Driving home late one night, I reached in my purse for my phone, only to realize I left it at home earlier that morning. I never forget my phone, and it certainly never takes me this long to realize I’m without it.
“Well, I don’t even need it,” I thought to myself, “I almost never do.” Unbeknownst to me, when I pulled out of my parking spot that evening, I ran over a nail and got a flat tire. I didn’t realize this until I was already on the highway, the nearest exit miles away. I couldn’t keep driving unless I wanted to do serious damage to my car, so I pulled over and put my hazard lights on.
When I put my hazard lights on, I thought that would be enough to attract attention from passersby. After several minutes no one stopped, so I got out of my car, and I started to wave my arms. Again, several minutes went by without anyone even slowing down. I became increasingly frustrated, glaring down every car and cursing them under my breath.
How much clearer could I be? I’m a lone woman, stuck on the side of the highway, hazard lights on, arms waving. Surely someone could do basic arithmetic and figure out what was happening.
Finally I began shouting, “I need help!” at the top of my lungs. Within seconds traffic halted, mostly to see what was happening, and two cars stopped to help me. Honestly, shouting like that actually felt exhilarating, like pressure valve being released.
I was finally being understood. I wanted to shout for hours.
Signs and signals
This is an experience that people have when recovering from an eating disorder. We tend to be sensitive, so attuned to others’ emotional states that we can identify how others feel long before they can.
For example, we notice our loved one’s slight tonal change in their voice. “Are you ok?” we ask, and they reply, “Yeah, I think so.” So we press, “You seem different today.” After some exploration, they reveal things aren’t going as they wanted, but they didn’t realize it until we asked.
People recovering from an eating disorder navigate the world thinking that other people are like this too – but they aren’t.
Other people need much clearer signs that we need help.

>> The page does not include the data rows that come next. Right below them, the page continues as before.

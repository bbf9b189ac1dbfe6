// Copyright (c) 2025 Geoffrey Huntley <ghuntley@ghuntley.com>. All rights reserved.
// SPDX-License-Identifier: Proprietary

//! Session cookie configuration.

use serde::Deserialize;

/// Session configuration (runtime, fully resolved).
#[derive(Debug, Clone)]
pub struct SessionConfig {
	pub cookie_name: String,
	pub cookie_max_age_days: u32,
}

impl Default for SessionConfig {
	fn default() -> Self {
		Self {
			cookie_name: "session_id".to_string(),
			cookie_max_age_days: 30,
		}
	}
}

/// Session configuration layer (partial, for merging).
#[derive(Debug, Clone, Default, Deserialize)]
pub struct SessionConfigLayer {
	#[serde(default)]
	pub cookie_name: Option<String>,
	#[serde(default)]
	pub cookie_max_age_days: Option<u32>,
}

impl SessionConfigLayer {
	pub fn merge(&mut self, other: SessionConfigLayer) {
		if other.cookie_name.is_some() {
			self.cookie_name = other.cookie_name;
		}
		if other.cookie_max_age_days.is_some() {
			self.cookie_max_age_days = other.cookie_max_age_days;
		}
	}

	pub fn finalize(self) -> SessionConfig {
		let defaults = SessionConfig::default();
		SessionConfig {
			cookie_name: self.cookie_name.unwrap_or(defaults.cookie_name),
			cookie_max_age_days: self
				.cookie_max_age_days
				.unwrap_or(defaults.cookie_max_age_days),
		}
	}
}
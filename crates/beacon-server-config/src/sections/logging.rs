// Copyright (c) 2025 Geoffrey Huntley <ghuntley@ghuntley.com>. All rights reserved.
// SPDX-License-Identifier: Proprietary

//! Logging configuration.

use serde::Deserialize;

/// Logging configuration (runtime, fully resolved).
#[derive(Debug, Clone)]
pub struct LoggingConfig {
	/// tracing env-filter directive, e.g. "info" or "beacon_server=debug"
	pub level: String,
}

impl Default for LoggingConfig {
	fn default() -> Self {
		Self {
			level: "info".to_string(),
		}
	}
}

/// Logging configuration layer (partial, for merging).
#[derive(Debug, Clone, Default, Deserialize)]
pub struct LoggingConfigLayer {
	#[serde(default)]
	pub level: Option<String>,
}

impl LoggingConfigLayer {
	pub fn merge(&mut self, other: LoggingConfigLayer) {
		if other.level.is_some() {
			self.level = other.level;
		}
	}

	pub fn finalize(self) -> LoggingConfig {
		LoggingConfig {
			level: self.level.unwrap_or_else(|| "info".to_string()),
		}
	}
}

It is not enough to metaphorically put our hazard lights on and hope someone notices. It is not enough to hope someone detects our slight tonal change. We have to let people know we need help in more deliberate ways.
Putting my hazard lights on seemed like enough of a signal that I was shocked that people weren’t stopping to help me. I resented them. But in reality, they may have noticed and been concerned, but unsure how to act.

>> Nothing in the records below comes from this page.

// Copyright (c) 2025 Geoffrey Huntley <ghuntley@ghuntley.com>. All rights reserved.
// SPDX-License-Identifier: Proprietary

use axum::{http::StatusCode, response::IntoResponse, Json};
use chrono::Utc;
use std::sync::Arc;
use tracing::instrument;

use beacon_analytics_core::PeriodKind;

use crate::aggregation::aggregate_period;
use crate::api::{AggregateRunResponse, AggregateWarningResponse};
use crate::handlers::{bad_request, internal_error, AnalyticsState};
use crate::repository::AnalyticsRepository;

/// Runs one aggregation pass synchronously and reports a summary.
///
/// The same engine call backs the scheduled background job; this entry point
/// exists for ad-hoc and test invocations. Each bucket should be aggregated
/// at most once per distinct set of events (the runs accumulate).
#[instrument(skip(state))]
pub async fn trigger_aggregation_impl<R: AnalyticsRepository>(
	state: Arc<AnalyticsState<R>>,
	period_type: Option<String>,
) -> impl IntoResponse {
	let kind = match period_type.as_deref().unwrap_or("daily").parse::<PeriodKind>() {
		Ok(kind) => kind,
		Err(_) => {
			return bad_request(
				"invalid_period_type",
				"Invalid period type. Must be one of: daily, weekly, monthly",
			)
			.into_response();
		}
	};

	let total_events = match state.repository.count_events().await {
		Ok(count) => count,
		Err(e) => {
			tracing::error!(error = %e, "failed to count events");
			return internal_error("Failed to trigger aggregation").into_response();
		}
	};

	if total_events == 0 {
		return (
			StatusCode::OK,
			Json(AggregateWarningResponse {
				status: "warning".to_string(),
				message: "No events found to aggregate".to_string(),
			}),
		)
			.into_response();
	}

	if let Err(e) = aggregate_period(&state.repository, kind, Utc::now()).await {
		tracing::error!(error = %e, period_kind = %kind, "aggregation run failed");
		return internal_error("Failed to trigger aggregation").into_response();
	}

	// Reported counts are cumulative for the period type, not per-run
	let aggregated_groups = match state.repository.count_aggregates_for_period(kind).await {
		Ok(count) => count,
		Err(e) => {
			tracing::error!(error = %e, "failed to count aggregates");
			return internal_error("Failed to trigger aggregation").into_response();
		}
	};

	(
		StatusCode::OK,
		Json(AggregateRunResponse {
			status: "success".to_string(),
			message: format!("Aggregation completed for {kind} period"),
			period_type: kind.to_string(),
			total_events,
			aggregated_groups,
		}),
	)
		.into_response()
}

Shouting, “I need help!” was clear: something is wrong, and I needed someone to act. There’s nothing confusing about that.
This is similar with eating disorder recovery. It is possible people see that you may be suffering, but they are so preoccupied with their life that it is difficult for them to act, or they simply do not know how to help you. It is not personal. And it’s not a reflection on them either.
It’s our responsibility to make sure people know exactly what we need and how to help us.
In an alternative scenario, I could have helped myself by walking to the nearest exit, using a phone in a gas station and calling a tow truck. However, getting the help I needed from strangers who had no obligation to me changed my view of people.
I was so touched by the kindness of the man and his son who changed my tire that I asked them for a hug when they were done, and I cried all the way home.
It is important to note that though many cars slowed down when I shouted for help, not everyone pulled over. Some people are not equipped to help you in your recovery, and that is okay. Some people don’t know how to help someone as wonderfully sensitive as people with eating disorders. It is my experience as a therapist that eating disorders often come from more existential dilemmas of identity, belonging, and empowerment. These are complicated issues that some will not understand.
Just as learning about ourselves is an important part of recovery, so is learning how to rely on others. We just have to take the necessary leap to ask for help. Reach out to someone. They may surprise you.